Copy out all the lines of the data that hold the word "impl".

########

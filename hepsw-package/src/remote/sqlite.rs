//! Remote index served from a SQLite file

use super::{user_tables, RemoteStore, RemoteTable, RowSet, LIST_TABLES_SQL};
use crate::{PackageError, Result};
use parking_lot::Mutex;
use rusqlite::types::Value;
use rusqlite::{params_from_iter, Connection, OpenFlags};
use std::path::Path;

/// File-backed remote, opened read-only
pub struct SqliteRemote {
    conn: Mutex<Connection>,
}

impl SqliteRemote {
    pub fn open(path: &Path) -> Result<Self> {
        if !path.is_file() {
            return Err(PackageError::connection(format!(
                "remote index file {} does not exist",
                path.display()
            )));
        }

        let conn = Connection::open_with_flags(
            path,
            OpenFlags::SQLITE_OPEN_READ_ONLY | OpenFlags::SQLITE_OPEN_NO_MUTEX,
        )
        .map_err(|e| PackageError::connection(format!("{}: {}", path.display(), e)))?;

        Ok(Self {
            conn: Mutex::new(conn),
        })
    }
}

impl RemoteStore for SqliteRemote {
    fn ping(&self) -> Result<()> {
        let conn = self.conn.lock();
        conn.query_row("SELECT 1", [], |_| Ok(()))
            .map_err(|e| PackageError::connection(e.to_string()))
    }

    fn list_tables(&self) -> Result<Vec<RemoteTable>> {
        user_tables(self.query(LIST_TABLES_SQL, &[])?)
    }

    fn query(&self, sql: &str, params: &[Value]) -> Result<RowSet> {
        let conn = self.conn.lock();
        let mut stmt = conn.prepare(sql).map_err(remote_error)?;
        let columns: Vec<String> = stmt.column_names().into_iter().map(String::from).collect();
        let width = columns.len();

        let rows = stmt
            .query_map(params_from_iter(params.iter()), |row| {
                (0..width)
                    .map(|i| row.get::<_, Value>(i))
                    .collect::<rusqlite::Result<Vec<Value>>>()
            })
            .map_err(remote_error)?
            .collect::<rusqlite::Result<Vec<Vec<Value>>>>()
            .map_err(remote_error)?;

        Ok(RowSet { columns, rows })
    }
}

fn remote_error(e: rusqlite::Error) -> PackageError {
    PackageError::Remote {
        message: e.to_string(),
    }
}

#[cfg(test)]
mod tests {
    use super::*;
    use tempfile::TempDir;

    #[test]
    fn test_query_with_params() {
        let temp_dir = TempDir::new().unwrap();
        let path = temp_dir.path().join("remote.db");
        let conn = Connection::open(&path).unwrap();
        conn.execute_batch(
            "CREATE TABLE packages (id INTEGER PRIMARY KEY, name TEXT);
             INSERT INTO packages VALUES (1, 'root'), (2, 'geant4'), (3, 'pythia8');",
        )
        .unwrap();
        drop(conn);

        let remote = SqliteRemote::open(&path).unwrap();
        remote.ping().unwrap();

        let rows = remote
            .query(
                "SELECT id, name FROM packages WHERE id > ?1 ORDER BY id",
                &[Value::Integer(1)],
            )
            .unwrap();
        assert_eq!(rows.columns, vec!["id", "name"]);
        assert_eq!(rows.len(), 2);
        assert_eq!(rows.rows[0][1], Value::Text("geant4".to_string()));

        let tables = remote.list_tables().unwrap();
        assert_eq!(tables[0].name, "packages");
        assert!(remote.query("SELECT * FROM missing", &[]).is_err());
    }

    #[test]
    fn test_missing_file_is_connection_error() {
        let temp_dir = TempDir::new().unwrap();
        let result = SqliteRemote::open(&temp_dir.path().join("absent.db"));
        assert!(matches!(result, Err(PackageError::Connection { .. })));
    }
}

########

• **Exercise result**
impl SqliteRemote {
impl RemoteStore for SqliteRemote {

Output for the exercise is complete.